Bolha das Tulipas
A mãe de todas as bolhas: na Holanda dos anos 1630, bulbos de tulipas raras viraram objeto de especulação frenética, negociados por contratos futuros em tavernas, com exemplares como a Semper Augustus valendo o preço de uma casa em Amsterdã. Em fevereiro de 1637, os compradores sumiram e os preços desabaram. Historiadores modernos moderam a escala do episódio, mas o arquétipo ficou para sempre.
Exemplo Prático
No auge, negociava-se o direito sobre bulbos ainda plantados, que trocavam de mãos várias vezes antes de sair da terra: papel sobre promessa sobre flor.

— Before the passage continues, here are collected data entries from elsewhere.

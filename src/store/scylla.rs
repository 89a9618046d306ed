use std::sync::Arc;

use async_trait::async_trait;
use chrono::{DateTime, Utc};
use scylla::client::session::Session;
use scylla::client::session_builder::SessionBuilder;
use scylla::response::query_result::QueryResult;
use scylla::value::{CqlValue, Row};
use serde::{Deserialize, Serialize};
use uuid::Uuid;

use super::{OrderStore, StoreError};
use crate::domain::order::{Order, OrderItem, OrderStatus};
use crate::health::HealthStatus;

// ============================================================================
// ScyllaDB document store
// ============================================================================
//
// Each order is one row: the native `uuid` key plus the order body as a JSON
// document. The domain id is the hyphenated text form of the key and never
// appears inside the document, so the two cannot drift apart.
//
// Writes use lightweight transactions:
// - add:    INSERT ... IF NOT EXISTS  -> Conflict when not applied
// - update: UPDATE ... IF EXISTS      -> NotFound when not applied
//
// ============================================================================

const CREATE_TABLE: &str = "CREATE TABLE IF NOT EXISTS orders (
    id uuid PRIMARY KEY,
    document text,
    created_at timestamp
)";

pub struct ScyllaOrderStore {
    session: Arc<Session>,
}

/// Order body as stored; identity lives in the row key.
#[derive(Debug, Serialize, Deserialize)]
#[serde(rename_all = "camelCase")]
struct OrderDocument {
    customer_name: String,
    table: String,
    items: Vec<OrderItem>,
    created_at: DateTime<Utc>,
    status: OrderStatus,
}

impl OrderDocument {
    fn from_order(order: &Order) -> Self {
        Self {
            customer_name: order.customer_name.clone(),
            table: order.table.clone(),
            items: order.items.clone(),
            created_at: order.created_at,
            status: order.status,
        }
    }

    fn into_order(self, id: Uuid) -> Order {
        Order {
            id: domain_id(id),
            customer_name: self.customer_name,
            table: self.table,
            items: self.items,
            created_at: self.created_at,
            status: self.status,
        }
    }
}

/// Native key -> domain id.
fn domain_id(id: Uuid) -> String {
    id.hyphenated().to_string()
}

/// Domain id -> native key. Only the canonical text form maps back, which
/// keeps the translation one-to-one.
fn native_id(id: &str) -> Option<Uuid> {
    Uuid::parse_str(id)
        .ok()
        .filter(|parsed| domain_id(*parsed) == id)
}

fn backend(err: impl std::fmt::Display) -> StoreError {
    StoreError::Backend(err.to_string())
}

/// Reads the `[applied]` flag of a lightweight-transaction response.
fn lwt_applied(result: QueryResult) -> Result<bool, StoreError> {
    let rows = result.into_rows_result().map_err(backend)?;
    let first = rows.maybe_first_row::<Row>().map_err(backend)?;

    match first.and_then(|row| row.columns.into_iter().next().flatten()) {
        Some(CqlValue::Boolean(applied)) => Ok(applied),
        other => Err(StoreError::Backend(format!(
            "unexpected [applied] column in LWT response: {:?}",
            other
        ))),
    }
}

impl ScyllaOrderStore {
    pub fn new(session: Arc<Session>) -> Self {
        Self { session }
    }

    /// Connects, ensures keyspace and table, and returns a ready store.
    pub async fn connect(known_node: &str, keyspace: &str) -> Result<Self, StoreError> {
        tracing::info!(node = %known_node, keyspace = %keyspace, "Connecting to ScyllaDB...");

        let session: Session = SessionBuilder::new()
            .known_node(known_node)
            .build()
            .await
            .map_err(backend)?;

        session
            .query_unpaged(
                format!(
                    "CREATE KEYSPACE IF NOT EXISTS {} WITH REPLICATION = \
                     {{'class': 'SimpleStrategy', 'replication_factor': 1}}",
                    keyspace
                ),
                &[],
            )
            .await
            .map_err(backend)?;

        session.use_keyspace(keyspace, false).await.map_err(backend)?;
        session.query_unpaged(CREATE_TABLE, &[]).await.map_err(backend)?;

        tracing::info!(keyspace = %keyspace, "✅ ScyllaDB order store ready");
        Ok(Self::new(Arc::new(session)))
    }
}

#[async_trait]
impl OrderStore for ScyllaOrderStore {
    async fn add(&self, mut order: Order) -> Result<Order, StoreError> {
        let key = if order.id.is_empty() {
            let assigned = Uuid::now_v7();
            order.id = domain_id(assigned);
            tracing::debug!(order_id = %order.id, "Assigned document identity");
            assigned
        } else {
            native_id(&order.id).ok_or_else(|| StoreError::InvalidId(order.id.clone()))?
        };

        let document = serde_json::to_string(&OrderDocument::from_order(&order))?;

        let result = self
            .session
            .query_unpaged(
                "INSERT INTO orders (id, document, created_at) VALUES (?, ?, ?) IF NOT EXISTS",
                (key, document, order.created_at),
            )
            .await
            .map_err(backend)?;

        if !lwt_applied(result)? {
            return Err(StoreError::Conflict(order.id));
        }

        tracing::debug!(order_id = %order.id, "Inserted order document");
        Ok(order)
    }

    async fn get(&self, id: &str) -> Result<Option<Order>, StoreError> {
        let Some(key) = native_id(id) else {
            return Ok(None);
        };

        let result = self
            .session
            .query_unpaged("SELECT id, document FROM orders WHERE id = ?", (key,))
            .await
            .map_err(backend)?;

        let rows = result.into_rows_result().map_err(backend)?;
        match rows.maybe_first_row::<(Uuid, String)>().map_err(backend)? {
            Some((key, document)) => {
                let document: OrderDocument = serde_json::from_str(&document)?;
                Ok(Some(document.into_order(key)))
            }
            None => Ok(None),
        }
    }

    async fn update(&self, id: &str, order: Order) -> Result<(), StoreError> {
        let key = native_id(id).ok_or_else(|| StoreError::NotFound(id.to_string()))?;
        let document = serde_json::to_string(&OrderDocument::from_order(&order))?;

        let result = self
            .session
            .query_unpaged(
                "UPDATE orders SET document = ?, created_at = ? WHERE id = ? IF EXISTS",
                (document, order.created_at, key),
            )
            .await
            .map_err(backend)?;

        if !lwt_applied(result)? {
            return Err(StoreError::NotFound(id.to_string()));
        }

        Ok(())
    }

    async fn list(&self) -> Result<Vec<Order>, StoreError> {
        let result = self
            .session
            .query_unpaged("SELECT id, document FROM orders", &[])
            .await
            .map_err(backend)?;

        let rows = result.into_rows_result().map_err(backend)?;

        let mut orders = Vec::new();
        for row in rows.rows::<(Uuid, String)>().map_err(backend)? {
            let (key, document) = row.map_err(backend)?;
            let document: OrderDocument = serde_json::from_str(&document)?;
            orders.push(document.into_order(key));
        }

        tracing::debug!(count = orders.len(), "Listed order documents");
        Ok(orders)
    }

    fn backend_name(&self) -> &'static str {
        "scylla"
    }

    async fn health(&self) -> HealthStatus {
        match self
            .session
            .query_unpaged("SELECT now() FROM system.local", &[])
            .await
        {
            Ok(_) => HealthStatus::Healthy,
            Err(e) => {
                tracing::warn!(error = %e, "ScyllaDB health query failed");
                HealthStatus::Unhealthy(format!("scylla unreachable: {}", e))
            }
        }
    }
}

// ============================================================================
// Unit Tests
// ============================================================================
//
// Round trips against a live cluster belong to integration runs; these cover
// the identity translation and document shape.
//
// ============================================================================

#[cfg(test)]
mod tests {
    use super::*;
    use crate::domain::order::OrderIntent;
    use rust_decimal::Decimal;

    fn sample(id: &str) -> Order {
        let intent = OrderIntent::new(
            "Cliente Scylla",
            "Mesa 5",
            vec![OrderItem::new("Producto Test", 1, Decimal::from(1000)).unwrap()],
        )
        .unwrap();
        Order::from_intent(id, intent, Utc::now())
    }

    #[test]
    fn test_identity_translation_round_trips() {
        let key = Uuid::new_v4();
        let id = domain_id(key);
        assert_eq!(native_id(&id), Some(key));
    }

    #[test]
    fn test_non_canonical_ids_do_not_map() {
        let key = Uuid::new_v4();
        assert_eq!(native_id(&key.simple().to_string()), None);
        assert_eq!(native_id(&domain_id(key).to_uppercase()), None);
        assert_eq!(native_id("does-not-exist"), None);
        assert_eq!(native_id(""), None);
    }

    #[test]
    fn test_document_excludes_identity() {
        let order = sample(&domain_id(Uuid::new_v4()));
        let json = serde_json::to_value(OrderDocument::from_order(&order)).unwrap();

        assert!(json.get("id").is_none());
        assert!(json.get("_id").is_none());
        assert_eq!(json["customerName"], "Cliente Scylla");
        assert_eq!(json["status"], "pending");
    }

    #[test]
    fn test_document_rebuilds_order_with_row_key() {
        let key = Uuid::new_v4();
        let order = sample(&domain_id(key));

        let text = serde_json::to_string(&OrderDocument::from_order(&order)).unwrap();
        let document: OrderDocument = serde_json::from_str(&text).unwrap();
        let rebuilt = document.into_order(key);

        assert_eq!(rebuilt, order);
    }

    #[tokio::test]
    #[ignore] // Requires a running ScyllaDB node (SCYLLA_NODE, default 127.0.0.1:9042)
    async fn test_live_round_trip_and_health() {
        let node = std::env::var("SCYLLA_NODE").unwrap_or_else(|_| "127.0.0.1:9042".to_string());
        let store = ScyllaOrderStore::connect(&node, "orders_test_ks").await.unwrap();

        assert_eq!(store.health().await, HealthStatus::Healthy);

        let stored = store.add(sample("")).await.unwrap();
        assert!(native_id(&stored.id).is_some());
        assert_eq!(store.get(&stored.id).await.unwrap(), Some(stored.clone()));

        let listed = store.list().await.unwrap();
        assert!(listed.contains(&stored));
    }
}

Quando o último otimista faltou ao leilão, descobriu-se que o preço só existia enquanto houvesse o próximo comprador.
PlatomAI Explica
A tulipomania prova que bolha não é doença da internet, é tecnologia humana com quatro séculos de funcionamento documentado: um objeto de desejo, crédito fácil, a certeza de revender mais caro, e a fé no próximo da fila. Troque o bulbo por ação, imóvel ou token e o roteiro é idêntico. O Encilhamento, as pontocom e as memecoins são tulipas com figurino de época.